INPUT Block Start

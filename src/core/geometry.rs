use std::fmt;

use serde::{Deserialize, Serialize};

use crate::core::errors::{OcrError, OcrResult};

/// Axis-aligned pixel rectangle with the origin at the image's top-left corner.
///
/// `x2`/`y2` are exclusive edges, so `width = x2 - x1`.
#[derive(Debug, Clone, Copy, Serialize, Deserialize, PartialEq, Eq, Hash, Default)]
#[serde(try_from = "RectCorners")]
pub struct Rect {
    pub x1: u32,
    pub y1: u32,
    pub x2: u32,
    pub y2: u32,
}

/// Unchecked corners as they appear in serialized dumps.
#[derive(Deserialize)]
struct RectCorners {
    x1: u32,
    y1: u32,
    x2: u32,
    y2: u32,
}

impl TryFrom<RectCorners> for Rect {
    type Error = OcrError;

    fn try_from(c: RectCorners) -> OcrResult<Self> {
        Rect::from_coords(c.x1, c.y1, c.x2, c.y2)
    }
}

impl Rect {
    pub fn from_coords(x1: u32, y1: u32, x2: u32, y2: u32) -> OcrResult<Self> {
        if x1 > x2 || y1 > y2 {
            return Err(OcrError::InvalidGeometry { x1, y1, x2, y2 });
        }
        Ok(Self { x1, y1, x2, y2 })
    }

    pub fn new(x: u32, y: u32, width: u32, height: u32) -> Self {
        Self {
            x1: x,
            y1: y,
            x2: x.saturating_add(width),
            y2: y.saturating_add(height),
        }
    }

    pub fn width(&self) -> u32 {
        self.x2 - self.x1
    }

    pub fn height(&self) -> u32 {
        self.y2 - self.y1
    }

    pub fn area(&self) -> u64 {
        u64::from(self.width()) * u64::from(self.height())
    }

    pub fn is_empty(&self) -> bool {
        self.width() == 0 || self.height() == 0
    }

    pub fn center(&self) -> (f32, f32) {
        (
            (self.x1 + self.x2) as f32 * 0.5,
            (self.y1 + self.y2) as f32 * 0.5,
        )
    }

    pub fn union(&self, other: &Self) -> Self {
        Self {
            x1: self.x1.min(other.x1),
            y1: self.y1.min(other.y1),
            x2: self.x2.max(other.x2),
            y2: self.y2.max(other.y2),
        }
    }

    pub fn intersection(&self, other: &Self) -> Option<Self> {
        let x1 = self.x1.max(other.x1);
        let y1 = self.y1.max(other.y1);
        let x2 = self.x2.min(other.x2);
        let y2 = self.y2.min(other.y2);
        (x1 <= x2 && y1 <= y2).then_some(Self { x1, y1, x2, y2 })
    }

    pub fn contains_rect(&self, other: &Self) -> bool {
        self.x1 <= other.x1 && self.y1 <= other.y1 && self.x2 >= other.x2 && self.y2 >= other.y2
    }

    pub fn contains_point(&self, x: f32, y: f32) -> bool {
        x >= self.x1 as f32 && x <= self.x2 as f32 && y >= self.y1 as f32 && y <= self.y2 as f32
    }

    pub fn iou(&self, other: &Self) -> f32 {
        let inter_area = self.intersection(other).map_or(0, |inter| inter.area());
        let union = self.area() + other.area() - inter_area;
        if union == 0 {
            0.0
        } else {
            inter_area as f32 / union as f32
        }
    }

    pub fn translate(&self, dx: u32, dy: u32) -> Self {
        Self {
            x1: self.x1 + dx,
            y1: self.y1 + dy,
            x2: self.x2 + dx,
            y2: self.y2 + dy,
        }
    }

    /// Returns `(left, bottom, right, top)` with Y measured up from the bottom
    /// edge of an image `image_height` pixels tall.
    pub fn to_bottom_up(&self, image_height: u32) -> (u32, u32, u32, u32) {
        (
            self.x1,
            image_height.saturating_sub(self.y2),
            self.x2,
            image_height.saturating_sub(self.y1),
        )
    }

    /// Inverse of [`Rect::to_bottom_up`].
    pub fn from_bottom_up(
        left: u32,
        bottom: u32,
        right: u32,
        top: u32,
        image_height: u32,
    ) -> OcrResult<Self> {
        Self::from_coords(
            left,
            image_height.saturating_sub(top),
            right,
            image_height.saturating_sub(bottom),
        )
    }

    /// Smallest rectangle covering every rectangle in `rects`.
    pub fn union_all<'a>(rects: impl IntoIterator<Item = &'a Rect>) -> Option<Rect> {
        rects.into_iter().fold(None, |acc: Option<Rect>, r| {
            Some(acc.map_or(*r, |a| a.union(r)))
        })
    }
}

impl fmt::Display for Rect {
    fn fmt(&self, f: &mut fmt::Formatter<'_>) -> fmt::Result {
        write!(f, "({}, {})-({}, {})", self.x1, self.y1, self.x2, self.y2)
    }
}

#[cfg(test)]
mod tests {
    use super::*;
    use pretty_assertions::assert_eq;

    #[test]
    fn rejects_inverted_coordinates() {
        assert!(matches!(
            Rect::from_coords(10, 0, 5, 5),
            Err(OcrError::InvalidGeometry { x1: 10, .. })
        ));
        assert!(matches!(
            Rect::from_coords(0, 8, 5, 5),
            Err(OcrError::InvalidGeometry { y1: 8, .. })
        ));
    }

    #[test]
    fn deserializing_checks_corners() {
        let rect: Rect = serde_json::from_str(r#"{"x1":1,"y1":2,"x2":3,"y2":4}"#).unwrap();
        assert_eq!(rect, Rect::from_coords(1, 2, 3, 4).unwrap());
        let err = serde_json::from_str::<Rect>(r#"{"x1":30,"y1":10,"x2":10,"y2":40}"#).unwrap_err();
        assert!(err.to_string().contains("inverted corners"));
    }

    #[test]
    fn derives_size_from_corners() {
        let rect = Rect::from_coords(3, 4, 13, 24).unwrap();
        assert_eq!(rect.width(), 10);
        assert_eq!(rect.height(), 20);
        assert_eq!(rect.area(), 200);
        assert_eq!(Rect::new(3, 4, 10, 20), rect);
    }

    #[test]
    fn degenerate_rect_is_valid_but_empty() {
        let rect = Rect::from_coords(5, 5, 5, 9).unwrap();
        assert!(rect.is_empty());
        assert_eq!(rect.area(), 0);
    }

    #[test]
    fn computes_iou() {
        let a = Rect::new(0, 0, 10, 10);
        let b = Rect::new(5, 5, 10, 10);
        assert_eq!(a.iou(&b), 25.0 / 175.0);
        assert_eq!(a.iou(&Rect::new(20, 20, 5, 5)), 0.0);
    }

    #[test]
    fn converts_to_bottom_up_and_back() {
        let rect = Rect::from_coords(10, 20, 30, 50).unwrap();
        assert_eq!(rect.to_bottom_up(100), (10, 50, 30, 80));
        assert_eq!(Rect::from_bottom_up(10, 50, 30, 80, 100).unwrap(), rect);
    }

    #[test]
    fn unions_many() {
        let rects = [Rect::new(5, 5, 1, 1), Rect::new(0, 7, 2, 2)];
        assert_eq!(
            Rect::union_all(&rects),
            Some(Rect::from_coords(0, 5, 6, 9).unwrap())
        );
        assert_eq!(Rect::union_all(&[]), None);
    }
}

INPUT Block End
INPUT Block Start

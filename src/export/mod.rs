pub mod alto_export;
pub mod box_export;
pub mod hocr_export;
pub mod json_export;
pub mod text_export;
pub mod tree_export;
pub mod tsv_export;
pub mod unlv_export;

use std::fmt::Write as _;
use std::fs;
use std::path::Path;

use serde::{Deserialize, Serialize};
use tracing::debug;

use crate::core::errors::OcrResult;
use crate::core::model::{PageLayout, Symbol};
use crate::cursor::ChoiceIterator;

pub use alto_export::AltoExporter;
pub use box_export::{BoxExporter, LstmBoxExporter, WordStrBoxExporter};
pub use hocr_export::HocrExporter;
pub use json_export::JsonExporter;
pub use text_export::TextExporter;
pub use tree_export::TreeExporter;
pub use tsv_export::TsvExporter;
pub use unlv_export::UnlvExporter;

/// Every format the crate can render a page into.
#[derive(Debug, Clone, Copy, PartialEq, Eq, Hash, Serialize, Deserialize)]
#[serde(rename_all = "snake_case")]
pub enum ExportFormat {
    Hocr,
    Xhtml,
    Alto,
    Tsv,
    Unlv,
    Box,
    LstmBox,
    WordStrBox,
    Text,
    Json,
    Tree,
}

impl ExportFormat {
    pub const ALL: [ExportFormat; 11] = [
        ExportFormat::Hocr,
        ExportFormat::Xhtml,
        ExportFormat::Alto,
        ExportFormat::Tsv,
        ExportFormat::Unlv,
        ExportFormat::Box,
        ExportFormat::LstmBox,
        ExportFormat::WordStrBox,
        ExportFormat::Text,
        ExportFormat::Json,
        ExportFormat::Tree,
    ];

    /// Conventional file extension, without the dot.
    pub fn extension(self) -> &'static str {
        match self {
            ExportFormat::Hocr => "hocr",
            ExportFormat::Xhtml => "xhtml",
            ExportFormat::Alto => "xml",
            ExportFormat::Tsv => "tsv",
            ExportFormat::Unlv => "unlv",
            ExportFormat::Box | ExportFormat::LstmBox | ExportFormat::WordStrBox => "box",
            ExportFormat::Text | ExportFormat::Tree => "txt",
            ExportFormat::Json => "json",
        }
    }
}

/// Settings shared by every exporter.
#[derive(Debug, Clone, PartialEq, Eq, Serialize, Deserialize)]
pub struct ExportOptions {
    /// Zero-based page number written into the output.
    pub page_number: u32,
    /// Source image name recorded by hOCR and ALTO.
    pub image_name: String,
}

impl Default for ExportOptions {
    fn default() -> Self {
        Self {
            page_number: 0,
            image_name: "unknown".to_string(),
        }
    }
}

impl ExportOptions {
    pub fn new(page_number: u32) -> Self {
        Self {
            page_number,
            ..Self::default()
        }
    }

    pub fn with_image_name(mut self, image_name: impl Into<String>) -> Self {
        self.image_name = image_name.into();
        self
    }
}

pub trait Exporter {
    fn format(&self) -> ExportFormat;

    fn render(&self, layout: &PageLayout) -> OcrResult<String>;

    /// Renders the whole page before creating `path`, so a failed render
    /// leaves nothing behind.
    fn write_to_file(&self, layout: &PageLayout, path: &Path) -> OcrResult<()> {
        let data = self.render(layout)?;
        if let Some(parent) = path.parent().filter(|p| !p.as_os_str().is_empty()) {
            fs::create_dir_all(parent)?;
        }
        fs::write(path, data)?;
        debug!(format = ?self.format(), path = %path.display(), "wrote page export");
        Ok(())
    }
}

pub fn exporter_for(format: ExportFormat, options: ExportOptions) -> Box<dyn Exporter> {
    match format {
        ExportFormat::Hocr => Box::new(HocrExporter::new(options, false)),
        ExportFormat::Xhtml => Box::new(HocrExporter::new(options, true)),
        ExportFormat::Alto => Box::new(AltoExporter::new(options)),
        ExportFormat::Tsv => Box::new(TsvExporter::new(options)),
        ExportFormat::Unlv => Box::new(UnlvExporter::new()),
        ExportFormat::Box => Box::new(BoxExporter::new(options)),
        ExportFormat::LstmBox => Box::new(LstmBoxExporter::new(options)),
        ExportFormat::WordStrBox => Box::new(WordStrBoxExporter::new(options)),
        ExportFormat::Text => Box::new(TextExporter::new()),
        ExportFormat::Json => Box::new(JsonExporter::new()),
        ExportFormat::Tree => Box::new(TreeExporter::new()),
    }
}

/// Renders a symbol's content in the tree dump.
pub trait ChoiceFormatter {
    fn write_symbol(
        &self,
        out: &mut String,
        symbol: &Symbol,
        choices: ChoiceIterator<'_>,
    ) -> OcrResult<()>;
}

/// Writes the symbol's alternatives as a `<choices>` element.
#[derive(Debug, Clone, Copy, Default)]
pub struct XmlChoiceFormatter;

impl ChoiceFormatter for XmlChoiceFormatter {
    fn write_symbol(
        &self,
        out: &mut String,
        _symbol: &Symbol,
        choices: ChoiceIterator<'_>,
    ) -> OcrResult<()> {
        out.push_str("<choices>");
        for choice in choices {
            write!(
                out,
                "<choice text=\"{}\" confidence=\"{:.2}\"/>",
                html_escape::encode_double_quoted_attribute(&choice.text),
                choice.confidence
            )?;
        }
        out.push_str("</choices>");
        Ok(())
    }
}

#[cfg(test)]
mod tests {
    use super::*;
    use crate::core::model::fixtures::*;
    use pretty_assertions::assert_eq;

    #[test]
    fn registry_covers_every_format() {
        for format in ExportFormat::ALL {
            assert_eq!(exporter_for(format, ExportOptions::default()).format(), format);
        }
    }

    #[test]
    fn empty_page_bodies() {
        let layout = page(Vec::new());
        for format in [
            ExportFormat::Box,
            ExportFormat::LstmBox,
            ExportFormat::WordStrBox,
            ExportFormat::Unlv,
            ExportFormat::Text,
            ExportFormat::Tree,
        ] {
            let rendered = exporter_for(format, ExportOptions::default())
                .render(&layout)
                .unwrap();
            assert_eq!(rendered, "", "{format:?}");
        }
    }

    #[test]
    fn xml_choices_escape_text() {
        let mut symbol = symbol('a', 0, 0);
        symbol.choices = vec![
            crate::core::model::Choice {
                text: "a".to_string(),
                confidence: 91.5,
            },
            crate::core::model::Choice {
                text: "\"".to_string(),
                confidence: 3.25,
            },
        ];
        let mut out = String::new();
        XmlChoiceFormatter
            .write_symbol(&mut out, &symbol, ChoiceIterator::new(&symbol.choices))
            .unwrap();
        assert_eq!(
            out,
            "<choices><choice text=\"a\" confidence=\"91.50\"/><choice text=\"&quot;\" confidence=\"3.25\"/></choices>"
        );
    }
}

INPUT Block End

WORK REQUIRED »
When a line of the material above contains the string "HocrExporter", it counts. State the total and nothing more.

RESULT FOR THIS TASK »
3